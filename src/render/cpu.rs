use std::collections::HashMap;
use std::sync::Arc;

use crate::assets::RasterImage;
use crate::assets::font::{FontBook, FontFace, TextBrushRgba8, TextLayoutEngine};
use crate::foundation::core::{Affine, Vec2};
use crate::foundation::error::{TextBehindError, TextBehindResult};
use crate::render::FrameRGBA;
use crate::render::surface::{DrawingSurface, StateStack, SurfaceProvider, text_anchor_offset};

/// Allocates [`CpuSurface`]s that share one read-only [`FontBook`].
#[derive(Clone, Debug, Default)]
pub struct CpuSurfaceProvider {
    fonts: Arc<FontBook>,
}

impl CpuSurfaceProvider {
    /// Provider drawing text with the families in `fonts`.
    pub fn new(fonts: Arc<FontBook>) -> Self {
        Self { fonts }
    }
}

impl SurfaceProvider for CpuSurfaceProvider {
    type Surface = CpuSurface;

    fn create_surface(&self, width: u32, height: u32) -> TextBehindResult<CpuSurface> {
        CpuSurface::new(width, height, self.fonts.clone())
    }
}

/// Raster surface backed by `vello_cpu`, with Parley text shaping.
///
/// Draw calls are recorded into a `vello_cpu::RenderContext` in order and rasterized by
/// [`DrawingSurface::snapshot`], so later draws cover earlier ones.
pub struct CpuSurface {
    ctx: vello_cpu::RenderContext,
    width: u16,
    height: u16,
    states: StateStack,
    fonts: Arc<FontBook>,
    text_engine: TextLayoutEngine,
    font_data: HashMap<String, vello_cpu::peniko::FontData>,
}

impl CpuSurface {
    /// Allocate a transparent surface.
    ///
    /// Both dimensions must be in `1..=65535`.
    pub fn new(width: u32, height: u32, fonts: Arc<FontBook>) -> TextBehindResult<Self> {
        let w = surface_dim(width, "width")?;
        let h = surface_dim(height, "height")?;
        tracing::debug!(width, height, "allocate cpu surface");
        Ok(Self {
            ctx: vello_cpu::RenderContext::new(w, h),
            width: w,
            height: h,
            states: StateStack::default(),
            fonts,
            text_engine: TextLayoutEngine::new(),
            font_data: HashMap::new(),
        })
    }

    fn font_data_for(&mut self, face: &FontFace) -> vello_cpu::peniko::FontData {
        self.font_data
            .entry(face.family().to_string())
            .or_insert_with(|| {
                vello_cpu::peniko::FontData::new(
                    vello_cpu::peniko::Blob::from(face.bytes().as_ref().clone()),
                    0,
                )
            })
            .clone()
    }
}

fn surface_dim(v: u32, axis: &str) -> TextBehindResult<u16> {
    u16::try_from(v)
        .ok()
        .filter(|v| *v > 0)
        .ok_or_else(|| {
            TextBehindError::surface_unavailable(format!(
                "surface {axis} {v} is outside 1..=65535"
            ))
        })
}

impl DrawingSurface for CpuSurface {
    fn width(&self) -> u32 {
        u32::from(self.width)
    }

    fn height(&self) -> u32 {
        u32::from(self.height)
    }

    fn states(&self) -> &StateStack {
        &self.states
    }

    fn states_mut(&mut self) -> &mut StateStack {
        &mut self.states
    }

    fn draw_image(&mut self, image: &RasterImage, x: f64, y: f64) -> TextBehindResult<()> {
        let pixmap = pixmap_from_premul_bytes(&image.rgba8_premul, image.width, image.height)?;
        let paint = vello_cpu::Image {
            image: vello_cpu::ImageSource::Pixmap(Arc::new(pixmap)),
            sampler: vello_cpu::peniko::ImageSampler::default(),
        };
        let tr = self.states.current().transform * Affine::translate(Vec2::new(x, y));

        self.ctx.set_blend_mode(vello_cpu::peniko::BlendMode::default());
        self.ctx.set_paint_transform(vello_cpu::kurbo::Affine::IDENTITY);
        self.ctx.set_transform(affine_to_cpu(tr));
        self.ctx.set_paint(paint);
        self.ctx.fill_rect(&vello_cpu::kurbo::Rect::new(
            0.0,
            0.0,
            f64::from(image.width),
            f64::from(image.height),
        ));
        Ok(())
    }

    fn fill_text(&mut self, text: &str, x: f64, y: f64) -> TextBehindResult<()> {
        if text.is_empty() {
            return Ok(());
        }
        let state = self.states.current().clone();
        let face = self
            .fonts
            .resolve(&state.font.family)
            .cloned()
            .ok_or_else(|| {
                TextBehindError::validation(format!(
                    "cannot draw text in \"{}\": no fonts registered",
                    state.font
                ))
            })?;

        let fill = state.fill;
        let brush = TextBrushRgba8 {
            r: fill.r,
            g: fill.g,
            b: fill.b,
            a: fill.a,
        };
        let layout =
            self.text_engine
                .layout_line(text, &face, state.font.size_px as f32, brush)?;
        let Some(line) = layout.lines().next() else {
            return Ok(());
        };
        let metrics = line.metrics();
        let off = text_anchor_offset(
            f64::from(layout.width()),
            f64::from(metrics.ascent),
            f64::from(metrics.descent),
            f64::from(metrics.baseline),
            state.text_align,
            state.text_baseline,
        );
        let font = self.font_data_for(&face);

        self.ctx.set_blend_mode(vello_cpu::peniko::BlendMode::default());
        self.ctx.set_paint_transform(vello_cpu::kurbo::Affine::IDENTITY);
        self.ctx.set_transform(affine_to_cpu(
            state.transform * Affine::translate(Vec2::new(x + off.x, y + off.y)),
        ));
        for line in layout.lines() {
            for item in line.items() {
                let parley::layout::PositionedLayoutItem::GlyphRun(run) = item else {
                    continue;
                };
                let brush = run.style().brush;
                self.ctx.set_paint(vello_cpu::peniko::Color::from_rgba8(
                    brush.r, brush.g, brush.b, brush.a,
                ));
                let glyphs = run.positioned_glyphs().map(|g| vello_cpu::Glyph {
                    id: g.id,
                    x: g.x,
                    y: g.y,
                });
                self.ctx
                    .glyph_run(&font)
                    .font_size(run.run().font_size())
                    .fill_glyphs(glyphs);
            }
        }
        Ok(())
    }

    fn snapshot(&mut self) -> TextBehindResult<FrameRGBA> {
        self.ctx.flush();
        let mut pixmap = vello_cpu::Pixmap::new(self.width, self.height);
        self.ctx.render_to_pixmap(&mut pixmap);
        Ok(FrameRGBA {
            width: u32::from(self.width),
            height: u32::from(self.height),
            data: pixmap.data_as_u8_slice().to_vec(),
            premultiplied: true,
        })
    }
}

fn affine_to_cpu(a: Affine) -> vello_cpu::kurbo::Affine {
    vello_cpu::kurbo::Affine::new(a.as_coeffs())
}

fn pixmap_from_premul_bytes(
    bytes: &[u8],
    width: u32,
    height: u32,
) -> TextBehindResult<vello_cpu::Pixmap> {
    let w: u16 = width
        .try_into()
        .map_err(|_| TextBehindError::validation("image width exceeds u16"))?;
    let h: u16 = height
        .try_into()
        .map_err(|_| TextBehindError::validation("image height exceeds u16"))?;
    if bytes.len()
        != (width as usize)
            .saturating_mul(height as usize)
            .saturating_mul(4)
    {
        return Err(TextBehindError::validation("pixmap byte len mismatch"));
    }
    // Pixmap stores PremulRgba8; our bytes are already premultiplied.
    let mut pixels = Vec::<vello_cpu::peniko::color::PremulRgba8>::with_capacity(
        (width as usize) * (height as usize),
    );
    for px in bytes.chunks_exact(4) {
        pixels.push(vello_cpu::peniko::color::PremulRgba8::from_u8_array([
            px[0], px[1], px[2], px[3],
        ]));
    }
    Ok(vello_cpu::Pixmap::from_parts_with_opacity(
        pixels, w, h, true,
    ))
}

#[cfg(test)]
#[path = "../../tests/unit/render/cpu.rs"]
mod tests;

* **TASK DIRECTIONS**:
Return every line of the material in which the word "fonts" is found.

* **TASK ANSWER**:
    fonts: Arc<FontBook>,
    /// Provider drawing text with the families in `fonts`.
    pub fn new(fonts: Arc<FontBook>) -> Self {
        Self { fonts }
        CpuSurface::new(width, height, self.fonts.clone())
    fonts: Arc<FontBook>,
    pub fn new(width: u32, height: u32, fonts: Arc<FontBook>) -> TextBehindResult<Self> {
            fonts,
            .fonts
                    "cannot draw text in \"{}\": no fonts registered",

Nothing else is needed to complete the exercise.